═══ Data to process ═══

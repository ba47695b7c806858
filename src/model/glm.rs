//! Logistic and Poisson regression via iteratively reweighted least
//! squares, with z-based inference

use crate::model::design::Design;
use crate::model::error::{ModelError, ModelResult};
use crate::model::solve::{factor_spd, verified_inverse};
use crate::model::summary::{Coefficient, FitSummary};
use crate::stats::distribution::{ln_gamma, normal_quantile, normal_sf};
use faer::linalg::solvers::Solve;
use faer::Mat;

const CONFIDENCE_LEVEL: f64 = 0.95;
const MAX_ITERATIONS: usize = 100;
const TOLERANCE: f64 = 1e-8;

/// Bounds keeping the mean away from the boundary of the parameter space
const MU_FLOOR: f64 = 1e-10;
const MU_CEIL: f64 = 1e10;

/// GLM family fitted by the IRLS loop
#[derive(Debug, Clone, Copy, PartialEq, Eq)]
pub enum Family {
    /// Binomial response, logit link
    Logit,
    /// Count response, log link
    Poisson,
}

impl Family {
    fn label(&self) -> &'static str {
        match self {
            Family::Logit => "Logit",
            Family::Poisson => "Poisson",
        }
    }

    /// Mean response under the inverse link.
    fn mean(&self, eta: f64) -> f64 {
        match self {
            Family::Logit => {
                let mu = 1.0 / (1.0 + (-eta).exp());
                mu.clamp(MU_FLOOR, 1.0 - MU_FLOOR)
            }
            Family::Poisson => eta.exp().clamp(MU_FLOOR, MU_CEIL),
        }
    }

    /// IRLS working weight at the current mean. For the canonical links
    /// used here this is the variance function.
    fn weight(&self, mu: f64) -> f64 {
        match self {
            Family::Logit => mu * (1.0 - mu),
            Family::Poisson => mu,
        }
    }

    fn validate_response(&self, y: &[f64]) -> ModelResult<()> {
        match self {
            Family::Logit => {
                if y.iter().any(|&v| !(0.0..=1.0).contains(&v)) {
                    return Err(ModelError::InvalidResponse {
                        family: "logistic",
                        message: "response values must lie in [0, 1]".to_string(),
                    });
                }
            }
            Family::Poisson => {
                if y.iter().any(|&v| v < 0.0) {
                    return Err(ModelError::InvalidResponse {
                        family: "Poisson",
                        message: "response values must be non-negative".to_string(),
                    });
                }
            }
        }
        Ok(())
    }

    /// Deviance of the fitted means against the observed response.
    fn deviance(&self, y: &[f64], mu: &[f64]) -> f64 {
        match self {
            Family::Logit => {
                -2.0 * y
                    .iter()
                    .zip(mu.iter())
                    .map(|(&yi, &mi)| yi * mi.ln() + (1.0 - yi) * (1.0 - mi).ln())
                    .sum::<f64>()
            }
            Family::Poisson => {
                2.0 * y
                    .iter()
                    .zip(mu.iter())
                    .map(|(&yi, &mi)| {
                        if yi > 0.0 {
                            yi * (yi / mi).ln() - (yi - mi)
                        } else {
                            mi
                        }
                    })
                    .sum::<f64>()
            }
        }
    }

    fn log_likelihood(&self, y: &[f64], mu: &[f64]) -> f64 {
        match self {
            Family::Logit => y
                .iter()
                .zip(mu.iter())
                .map(|(&yi, &mi)| yi * mi.ln() + (1.0 - yi) * (1.0 - mi).ln())
                .sum(),
            Family::Poisson => y
                .iter()
                .zip(mu.iter())
                .map(|(&yi, &mi)| yi * mi.ln() - mi - ln_gamma(yi + 1.0))
                .sum(),
        }
    }
}

/// Fit a logistic regression (binomial family, logit link).
pub fn fit_logit(design: &Design) -> ModelResult<FitSummary> {
    fit_glm(design, Family::Logit)
}

/// Fit a Poisson regression (log link).
pub fn fit_poisson(design: &Design) -> ModelResult<FitSummary> {
    fit_glm(design, Family::Poisson)
}

/// IRLS loop shared by both families: at each step solve the weighted
/// normal equations XᵀWX β = XᵀWz for the working response z, until the
/// deviance stabilizes.
pub fn fit_glm(design: &Design, family: Family) -> ModelResult<FitSummary> {
    let n = design.n_observations();
    let p = design.n_params();
    let x = &design.matrix;
    let y = &design.response;

    family.validate_response(y)?;

    let mut beta = Mat::<f64>::zeros(p, 1);
    let mut eta = vec![0.0; n];
    let mut mu: Vec<f64> = eta.iter().map(|&e| family.mean(e)).collect();
    let mut deviance = family.deviance(y, &mu);
    let mut iterations = 0;
    let mut converged = false;
    let mut last_factor = None;

    while iterations < MAX_ITERATIONS {
        iterations += 1;

        // Working weights and working response at the current estimate.
        let weights: Vec<f64> = mu.iter().map(|&m| family.weight(m).max(MU_FLOOR)).collect();
        let z: Vec<f64> = (0..n)
            .map(|i| eta[i] + (y[i] - mu[i]) / weights[i])
            .collect();

        let (xtwx, xtwz) = weighted_normal_equations(x, &weights, &z);
        let llt = factor_spd(&xtwx)?;
        beta = llt.solve(xtwz.as_ref());

        if (0..p).any(|j| !beta[(j, 0)].is_finite()) {
            return Err(ModelError::SingularMatrix);
        }

        let linear = x.as_ref() * beta.as_ref();
        eta = (0..n).map(|i| linear[(i, 0)]).collect();
        if eta.iter().any(|e| !e.is_finite()) {
            return Err(ModelError::NotConverged {
                iterations,
                tolerance: TOLERANCE,
            });
        }

        mu = eta.iter().map(|&e| family.mean(e)).collect();
        let new_deviance = family.deviance(y, &mu);

        let change = (new_deviance - deviance).abs() / (new_deviance.abs() + 0.1);
        deviance = new_deviance;
        last_factor = Some((xtwx, llt));

        if change < TOLERANCE {
            converged = true;
            break;
        }
    }

    if !converged {
        return Err(ModelError::NotConverged {
            iterations,
            tolerance: TOLERANCE,
        });
    }

    // Covariance of the estimates from the final weighted factorization.
    let (xtwx, llt) = last_factor.expect("at least one IRLS iteration ran");
    let covariance = verified_inverse(&xtwx, &llt)?;

    let z_crit = normal_quantile(1.0 - (1.0 - CONFIDENCE_LEVEL) / 2.0);
    let coefficients: Vec<Coefficient> = (0..p)
        .map(|j| {
            let estimate = beta[(j, 0)];
            let std_error = covariance[(j, j)].sqrt();
            let statistic = estimate / std_error;
            Coefficient {
                name: design.names[j].clone(),
                estimate,
                std_error,
                statistic,
                p_value: 2.0 * normal_sf(statistic.abs()),
                ci_lower: estimate - z_crit * std_error,
                ci_upper: estimate + z_crit * std_error,
            }
        })
        .collect();

    if coefficients.iter().any(|c| !c.std_error.is_finite()) {
        return Err(ModelError::SingularMatrix);
    }

    // Null model: intercept only, mean response everywhere.
    let mean_y: f64 = y.iter().sum::<f64>() / n as f64;
    let mu_null: Vec<f64> = match family {
        Family::Logit => vec![mean_y.clamp(MU_FLOOR, 1.0 - MU_FLOOR); n],
        Family::Poisson => vec![mean_y.max(MU_FLOOR); n],
    };
    let null_deviance = family.deviance(y, &mu_null);
    let pseudo_r_squared = if null_deviance > 0.0 {
        1.0 - deviance / null_deviance
    } else {
        0.0
    };

    let log_likelihood = family.log_likelihood(y, &mu);
    let aic = 2.0 * p as f64 - 2.0 * log_likelihood;

    Ok(FitSummary {
        model: family.label(),
        statistic_label: "z",
        n_observations: n,
        n_dropped: design.n_dropped,
        df_resid: n - p,
        coefficients,
        log_likelihood,
        aic,
        confidence_level: CONFIDENCE_LEVEL,
        r_squared: None,
        adj_r_squared: None,
        f_statistic: None,
        deviance: Some(deviance),
        null_deviance: Some(null_deviance),
        pseudo_r_squared: Some(pseudo_r_squared),
        iterations: Some(iterations),
    })
}

/// Accumulate XᵀWX and XᵀWz in one pass over the rows.
fn weighted_normal_equations(x: &Mat<f64>, weights: &[f64], z: &[f64]) -> (Mat<f64>, Mat<f64>) {
    let n = x.nrows();
    let p = x.ncols();

    let mut xtwx = Mat::<f64>::zeros(p, p);
    let mut xtwz = Mat::<f64>::zeros(p, 1);

    for i in 0..n {
        let w = weights[i];
        for j in 0..p {
            let xij = x[(i, j)];
            xtwz[(j, 0)] += w * xij * z[i];
            for k in j..p {
                xtwx[(j, k)] += w * xij * x[(i, k)];
            }
        }
    }
    for j in 0..p {
        for k in 0..j {
            xtwx[(j, k)] = xtwx[(k, j)];
        }
    }

    (xtwx, xtwz)
}

#[cfg(test)]
mod tests {
    use super::*;
    use crate::pipeline::formula::{ModelFormula, Term};
    use polars::prelude::*;

    #[test]
    fn test_logit_separates_low_and_high() {
        let x: Vec<f64> = (0..40).map(|v| v as f64 / 4.0).collect();
        // Outcome flips from mostly-0 to mostly-1 around x = 5.
        let y: Vec<f64> = x
            .iter()
            .enumerate()
            .map(|(i, &v)| {
                let noisy = i % 7 == 0;
                if (v > 5.0) != noisy {
                    1.0
                } else {
                    0.0
                }
            })
            .collect();

        let df = df! { "y" => y, "x" => x }.unwrap();
        let formula = ModelFormula::new("y", vec![Term::main("x")]);
        let design = Design::from_frame(&df, &formula).unwrap();
        let fit = fit_logit(&design).unwrap();

        assert_eq!(fit.model, "Logit");
        assert!(fit.coefficients[1].estimate > 0.0, "slope should be positive");
        assert!(fit.iterations.unwrap() <= MAX_ITERATIONS);
        assert!(fit.pseudo_r_squared.unwrap() > 0.1);
    }

    #[test]
    fn test_poisson_recovers_log_linear_rates() {
        // Counts generated from rate exp(0.5 + 0.3 x), rounded determin-
        // istically so the fixture is stable.
        let x: Vec<f64> = (0..60).map(|v| v as f64 / 10.0).collect();
        let y: Vec<f64> = x.iter().map(|&v| (0.5 + 0.3 * v).exp().round()).collect();

        let df = df! { "y" => y, "x" => x }.unwrap();
        let formula = ModelFormula::new("y", vec![Term::main("x")]);
        let design = Design::from_frame(&df, &formula).unwrap();
        let fit = fit_poisson(&design).unwrap();

        assert!((fit.coefficients[0].estimate - 0.5).abs() < 0.15, "intercept");
        assert!((fit.coefficients[1].estimate - 0.3).abs() < 0.05, "slope");
        assert!(fit.deviance.unwrap() < fit.null_deviance.unwrap());
    }

    #[test]
    fn test_poisson_rejects_negative_counts() {
        let df = df! {
            "y" => [1.0f64, 2.0, -1.0, 3.0, 4.0, 2.0],
            "x" => [1.0f64, 2.0, 3.0, 4.0, 5.0, 6.0],
        }
        .unwrap();
        let formula = ModelFormula::new("y", vec![Term::main("x")]);
        let design = Design::from_frame(&df, &formula).unwrap();

        assert!(matches!(
            fit_poisson(&design),
            Err(ModelError::InvalidResponse { .. })
        ));
    }

    #[test]
    fn test_logit_rejects_out_of_range_response() {
        let df = df! {
            "y" => [0.0f64, 1.0, 2.0, 1.0, 0.0, 1.0],
            "x" => [1.0f64, 2.0, 3.0, 4.0, 5.0, 6.0],
        }
        .unwrap();
        let formula = ModelFormula::new("y", vec![Term::main("x")]);
        let design = Design::from_frame(&df, &formula).unwrap();

        assert!(matches!(
            fit_logit(&design),
            Err(ModelError::InvalidResponse { .. })
        ));
    }
}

═══

→ **Activity**
Nothing but the lines from the beginning of the records through the line with "use faer::linalg::solvers::Solve;" should appear, each printed exactly.

→ **The completed task**
repository ba47695b7c806858
filename src/model/glm.rs
//! Logistic and Poisson regression via iteratively reweighted least
//! squares, with z-based inference

use crate::model::design::Design;
use crate::model::error::{ModelError, ModelResult};
use crate::model::solve::{factor_spd, verified_inverse};
use crate::model::summary::{Coefficient, FitSummary};
use crate::stats::distribution::{ln_gamma, normal_quantile, normal_sf};
use faer::linalg::solvers::Solve;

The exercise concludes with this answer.